Important framing: The tau (log-fold change) estimates describe how gene expression differs between AD and normal donors — i.e. how AD is associated with gene changes. They do not imply that the gene changes cause AD.

Dataset: Seattle Alzheimer’s Disease Brain Cell Atlas (SEA-AD), Middle Temporal Gyrus (MTG)

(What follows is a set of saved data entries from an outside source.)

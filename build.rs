use std::env;
use std::path::PathBuf;

fn main() {
    println!("cargo:rerun-if-changed=src/ffi.rs");
    println!("cargo:rerun-if-changed=cbindgen.toml");

    let crate_dir = env::var("CARGO_MANIFEST_DIR").unwrap();
    let include_dir = PathBuf::from(&crate_dir).join("include");
    std::fs::create_dir_all(&include_dir).ok();

    let config = cbindgen::Config::from_file(PathBuf::from(&crate_dir).join("cbindgen.toml"))
        .unwrap_or_else(|_| cbindgen::Config {
            language: cbindgen::Language::C,
            include_guard: Some("CURRY_JIT_H".to_string()),
            ..Default::default()
        });

    // A missing header should not fail the build of the Rust crate itself
    if let Err(e) = cbindgen::Builder::new()
        .with_crate(&crate_dir)
        .with_config(config)
        .generate()
        .map(|bindings| bindings.write_to_file(include_dir.join("curry_jit.h")))
    {
        println!("cargo:warning=failed to generate C header: {}", e);
    }
}
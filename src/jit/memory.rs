//! Executable memory management using mmap.
//!
//! Thunk regions are anonymous private mappings: written while RW, flipped
//! to RX, and finally handed over to the generated code, which unmaps its
//! own region after the call it performs.

use std::ptr::{self, NonNull};

/// Error type for memory operations.
#[derive(Debug, Clone, Copy, PartialEq, Eq)]
pub enum MemoryError {
    AllocationFailed,
    ProtectionFailed,
    InvalidSize,
}

impl std::fmt::Display for MemoryError {
    fn fmt(&self, f: &mut std::fmt::Formatter<'_>) -> std::fmt::Result {
        match self {
            MemoryError::AllocationFailed => write!(f, "memory allocation failed"),
            MemoryError::ProtectionFailed => write!(f, "memory protection change failed"),
            MemoryError::InvalidSize => write!(f, "invalid memory size"),
        }
    }
}

impl std::error::Error for MemoryError {}

/// A block of executable memory allocated via mmap.
///
/// The memory is initially writable. Call `make_executable()` to make it
/// executable (and read-only) before calling the generated code. Dropping
/// the block unmaps it; `into_raw()` gives up that responsibility.
pub struct ExecutableMemory {
    ptr: NonNull<u8>,
    size: usize,
    executable: bool,
}

impl ExecutableMemory {
    /// Allocate a new block of memory of at least `size` bytes.
    /// The memory is initially writable but not executable.
    pub fn new(size: usize) -> Result<Self, MemoryError> {
        if size == 0 {
            return Err(MemoryError::InvalidSize);
        }

        // Round up to page size
        let page_size = page_size();
        let aligned_size = size
            .checked_add(page_size - 1)
            .ok_or(MemoryError::InvalidSize)?
            & !(page_size - 1);

        let ptr = mmap_alloc(aligned_size)?;

        Ok(Self {
            ptr,
            size: aligned_size,
            executable: false,
        })
    }

    /// Get a pointer to the memory.
    pub fn as_ptr(&self) -> *const u8 {
        self.ptr.as_ptr()
    }

    /// Get the size of the mapping. This is the length `munmap` needs,
    /// not the number of bytes written.
    pub fn size(&self) -> usize {
        self.size
    }

    /// Check if the memory is executable.
    pub fn is_executable(&self) -> bool {
        self.executable
    }

    /// Write bytes to the memory at the given offset.
    /// Returns an error if the memory is executable or if the write would overflow.
    pub fn write(&mut self, offset: usize, data: &[u8]) -> Result<(), MemoryError> {
        if self.executable {
            return Err(MemoryError::ProtectionFailed);
        }

        match offset.checked_add(data.len()) {
            Some(end) if end <= self.size => {}
            _ => return Err(MemoryError::InvalidSize),
        }

        // SAFETY: the range was checked against the mapping above, and
        // `data` cannot alias a mapping this struct owns exclusively.
        unsafe {
            let dest = self.ptr.as_ptr().add(offset);
            ptr::copy_nonoverlapping(data.as_ptr(), dest, data.len());
        }

        Ok(())
    }

    /// Make the memory executable (and read-only).
    /// After this call, the memory can no longer be written to.
    pub fn make_executable(&mut self) -> Result<(), MemoryError> {
        if self.executable {
            return Ok(());
        }

        let result = unsafe {
            libc::mprotect(
                self.ptr.as_ptr() as *mut libc::c_void,
                self.size,
                libc::PROT_READ | libc::PROT_EXEC,
            )
        };

        if result != 0 {
            tracing::warn!(size = self.size, "mprotect to RX failed");
            return Err(MemoryError::ProtectionFailed);
        }

        self.executable = true;
        Ok(())
    }

    /// Give up ownership of the mapping without unmapping it.
    ///
    /// Returns the base address and the mapped length. Whoever holds these
    /// is now responsible for calling `munmap` with exactly that length.
    pub fn into_raw(self) -> (NonNull<u8>, usize) {
        let raw = (self.ptr, self.size);
        std::mem::forget(self);
        raw
    }

    /// Re-adopt a mapping previously released with [`into_raw`](Self::into_raw).
    ///
    /// # Safety
    /// `ptr` and `size` must come from `into_raw` on an executable block, and
    /// nothing else may unmap or use the mapping afterwards.
    pub unsafe fn from_raw(ptr: NonNull<u8>, size: usize) -> Self {
        Self {
            ptr,
            size,
            executable: true,
        }
    }
}

impl Drop for ExecutableMemory {
    fn drop(&mut self) {
        unsafe {
            libc::munmap(self.ptr.as_ptr() as *mut libc::c_void, self.size);
        }
    }
}

// The mapping is owned exclusively and not tied to the allocating thread.
unsafe impl Send for ExecutableMemory {}

/// Get the page size for the current system.
pub fn page_size() -> usize {
    let size = unsafe { libc::sysconf(libc::_SC_PAGESIZE) };
    if size > 0 { size as usize } else { 4096 }
}

/// Allocate memory using mmap.
fn mmap_alloc(size: usize) -> Result<NonNull<u8>, MemoryError> {
    let ptr = unsafe {
        libc::mmap(
            ptr::null_mut(),
            size,
            libc::PROT_READ | libc::PROT_WRITE,
            libc::MAP_PRIVATE | libc::MAP_ANONYMOUS,
            -1,
            0,
        )
    };

    if ptr == libc::MAP_FAILED {
        tracing::warn!(size, "mmap of thunk region failed");
        return Err(MemoryError::AllocationFailed);
    }

    NonNull::new(ptr as *mut u8).ok_or(MemoryError::AllocationFailed)
}
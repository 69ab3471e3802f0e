//! CLI configuration (`curry-jit.toml`).

use serde::{Deserialize, Serialize};
use std::fs;
use std::path::Path;

/// File looked up in the working directory when no `--config` is given.
pub const CONFIG_FILE_NAME: &str = "curry-jit.toml";

/// Output format for plans and dumps
#[derive(Debug, Clone, Copy, Default, PartialEq, Eq, Serialize, Deserialize)]
#[serde(rename_all = "lowercase")]
pub enum OutputFormat {
    #[default]
    Human,
    Json,
}

/// How `dump` renders a thunk
#[derive(Debug, Clone, PartialEq, Eq, Serialize, Deserialize)]
#[serde(default)]
pub struct DumpConfig {
    pub format: OutputFormat,
    pub bytes_per_line: usize,
    /// Print the instruction plan above the hex dump
    pub show_plan: bool,
}

impl Default for DumpConfig {
    fn default() -> Self {
        Self {
            format: OutputFormat::Human,
            bytes_per_line: 16,
            show_plan: true,
        }
    }
}

#[derive(Debug, Clone, Default, PartialEq, Eq, Serialize, Deserialize)]
pub struct Config {
    #[serde(default)]
    pub dump: DumpConfig,
    /// Emit thunk construction traces on stderr
    #[serde(default)]
    pub trace: bool,
}

impl Config {
    /// Load configuration from a file
    pub fn load(path: &Path) -> Result<Self, String> {
        let content = fs::read_to_string(path)
            .map_err(|e| format!("failed to read {}: {}", path.display(), e))?;
        let config: Config = toml::from_str(&content)
            .map_err(|e| format!("failed to parse {}: {}", path.display(), e))?;
        if config.dump.bytes_per_line == 0 {
            return Err(format!("{}: dump.bytes_per_line must be positive", path.display()));
        }
        Ok(config)
    }

    /// Load `curry-jit.toml` from `dir` if present, defaults otherwise
    pub fn discover(dir: &Path) -> Result<Self, String> {
        let path = dir.join(CONFIG_FILE_NAME);
        if path.exists() {
            Self::load(&path)
        } else {
            Ok(Self::default())
        }
    }
}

(Gabitto et al. 2024, Nature Neuroscience) — freely available via CellxGene Census, no login required.

Pipeline:

preprocess_sea_ad.py  →  sea_ad_mtg_exneu_pb.h5ad   (85 donors × 22 911 genes)
         |
         v  prep_causarray_data
      Y, A, X_cov
         |
         v  estimate_r  →  select r = 4 (JIC criterion)
         |
         v  fit_gcate   →  4 latent confounders U
         |
         v  LFC         →  doubly-robust log-fold changes per gene

[14]:

import os
import numpy as np
import pandas as pd
import scipy.sparse as sp
import seaborn as sns
import matplotlib.pyplot as plt
import scanpy as sc

import causarray
print('causarray version:', causarray.__version__)
from causarray import prep_causarray_data, fit_gcate, LFC

causarray version: 0.0.6

Why pseudo-bulk?#

Single-cell RNA-seq data presents two practical challenges for case-control analysis:

Scale: A typical snRNA-seq study has millions of cells. Running a GLM on millions of rows is slow and, more importantly, the observational unit here is the donor, not the cell.
Sparsity: Each individual cell captures only a small fraction of its transcriptome (most entries are zero), making cell-level counts very noisy.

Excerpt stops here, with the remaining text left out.